Questi comportamenti vengono spesso scambiati per "instabilità emotiva", "problemi di personalità" o "debolezza di volontà", ignorando i meccanismi traumatici sottostanti.

IV. Trauma nascosto: non "assenza di dolore", ma "assenza di sensazione"“

Molte persone non si riferiscono alle proprie esperienze come "trauma". Potrebbero dire:

  • “"Non ricordo cosa sia successo, sono solo un po' infastidito";
  • “Da bambino non venivo picchiato, ma nessuno mi prestava attenzione.”
  • “"Non so cosa c'è che non va, mi sento solo a disagio."

Questo perché:Quando le emozioni si congelano, anche i sentimenti si congelano.Possono lavorare sodo e apparire stabili in superficie, ma sono indifferenti alla gioia, alla rabbia, al dolore e alla felicità. Possono non provare "dolore", ma mancano anche di un "vero senso di essere vivi".

In psicologia, la "mancanza di sentimento" è di per sé una sorta di...Segnali di trauma

V. Dalla comprensione dei meccanismi al percorso verso la guarigione

Il motivo per cui è difficile guarire da un trauma non è perché l'evento in sé sia irreversibile, ma perché i meccanismi bloccati e frammentati rimangono nel sistema per lungo tempo, senza riuscire a essere "completati" e "integrati". Il processo di guarigione è...Ricostruire un senso di sicurezza, sciogliere la rigidità e ristabilire i legami interrotti.

Ciò include:

  1. Ricostruire la consapevolezza del corpoRisveglia le sensazioni corporee congelate attraverso la consapevolezza, la respirazione profonda e un esercizio fisico leggero;
  2. Accettare le fluttuazioni emotivePermettiti di "sentire" le cose, senza reprimerle o giudicarle;
  3. Espressione e narrazione sicureNelle relazioni di supporto, usa il linguaggio per integrare le informazioni frammentate;
  4. Identificare i fattori scatenanti e le relative reazioniRendendomi conto che "non è che io sia impazzito, ma che il mio sistema mi sta ancora proteggendo";
  5. Costruire gradualmente connessioni interneCrea il tuo "rifugio sicuro" e passa dalla ricerca all'esterno all'integrazione interiore.

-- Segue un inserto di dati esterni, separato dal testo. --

use thiserror::Error;

// ============================================================================
// Dump errors (tree reconstruction)
// ============================================================================

/// A line that does not follow the element grammar at all.
#[derive(Debug, Clone, PartialEq, Eq)]
pub struct MalformedLine {
    /// 1-based line number in the source text
    pub line_number: usize,
    pub line: String,
    pub reason: String,
}

/// Why a well-formed line could not be placed in the hierarchy.
#[derive(Debug, Clone, PartialEq, Eq)]
pub enum StructuralErrorKind {
    /// Indentation skips one or more levels below the deepest open ancestor
    DepthJump { parent_depth: usize, depth: usize },

    /// Line sits at or above the root's depth after a root already exists
    DetachedRoot { root_depth: usize, depth: usize },

    /// Line belongs to the subtree of an earlier rejected line
    OrphanedDescendant { ancestor_line: usize },
}

#[derive(Debug, Clone, PartialEq, Eq, Error)]
#[error("line {line_number}: {kind}: {line}")]
pub struct StructuralError {
    pub line_number: usize,
    pub line: String,
    pub kind: StructuralErrorKind,
}

impl std::fmt::Display for StructuralErrorKind {
    fn fmt(&self, f: &mut std::fmt::Formatter<'_>) -> std::fmt::Result {
        match self {
            StructuralErrorKind::DepthJump { parent_depth, depth } => write!(
                f,
                "depth {} cannot be a child of depth {}",
                depth, parent_depth
            ),
            StructuralErrorKind::DetachedRoot { root_depth, depth } => write!(
                f,
                "depth {} is outside the root at depth {}",
                depth, root_depth
            ),
            StructuralErrorKind::OrphanedDescendant { ancestor_line } => {
                write!(f, "descendant of rejected line {}", ancestor_line)
            }
        }
    }
}

#[derive(Debug, Clone, PartialEq, Error)]
pub enum DumpError {
    #[error("dump contains no element lines")]
    Empty,

    #[error("{} malformed line(s): {}", .lines.len(), summarize_malformed(.lines))]
    Malformed { lines: Vec<MalformedLine> },

    #[error("{} structural error(s): {}", .errors.len(), summarize_structural(.errors))]
    Structural { errors: Vec<StructuralError> },
}

fn summarize_malformed(lines: &[MalformedLine]) -> String {
    lines
        .iter()
        .map(|l| format!("line {} ({})", l.line_number, l.reason))
        .collect::<Vec<_>>()
        .join(", ")
}

fn summarize_structural(errors: &[StructuralError]) -> String {
    errors
        .iter()
        .map(|e| format!("line {}", e.line_number))
        .collect::<Vec<_>>()
        .join(", ")
}

// ============================================================================
// Progress errors (scenario evaluation)
// ============================================================================

/// Categorized failure raised by a screen check or an action task.
///
/// Categorized variants display as `"<category>: <message>"`; `Unknown`
/// displays the raw message only.
#[derive(Debug, Clone, PartialEq, Eq, Error)]
pub enum ProgressError {
    #[error("element not ready: {0}")]
    ElementNotReady(String),

    #[error("incorrect screen: {0}")]
    IncorrectScreen(String),

    #[error("warning: {0}")]
    Warning(String),

    #[error("developer error: {0}")]
    Developer(String),

    #[error("{0}")]
    Unknown(String),
}

impl ProgressError {
    /// Recoverable failures flag the scenario instead of failing it.
    pub fn is_recoverable(&self) -> bool {
        matches!(self, ProgressError::Warning(_))
    }

    /// Message without the category prefix.
    pub fn message(&self) -> &str {
        match self {
            ProgressError::ElementNotReady(m)
            | ProgressError::IncorrectScreen(m)
            | ProgressError::Warning(m)
            | ProgressError::Developer(m)
            | ProgressError::Unknown(m) => m,
        }
    }

    /// Failures caused by the UI not being in the expected place.
    pub fn is_precondition(&self) -> bool {
        matches!(
            self,
            ProgressError::IncorrectScreen(_) | ProgressError::ElementNotReady(_)
        )
    }
}

// ============================================================================
// CLI errors
// ============================================================================

#[derive(Debug, Error)]
pub enum CliError {
    #[error("failed to read {path}: {source}")]
    Io {
        path: String,
        #[source]
        source: std::io::Error,
    },

    #[error(transparent)]
    Dump(#[from] DumpError),

    #[error("JSON serialize error: {0}")]
    Json(#[from] serde_json::Error),
}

In conclusione: il trauma non rappresenta vulnerabilità, bensì la prova che la forza è stata bloccata.

Comprendere i meccanismi psicologici del "blocco e della rottura" non significa soffermarsi sul dolore, ma affrontare il presente con maggiore forza. Il trauma non riguarda ciò che hai fatto di sbagliato, ma è il segno della tua lotta per sopravvivere anche al limite delle tue forze.

Mettiamo da parte il giudizio del tipo "avresti dovuto superarla da tempo" e sostituiamolo con "sei arrivato fin qui, il che è già un grande traguardo".

La guarigione non consiste nel cancellare la ferita, ma nel renderla parte di te.Non ti controllerò più, ma sarò dolcemente accolto da te.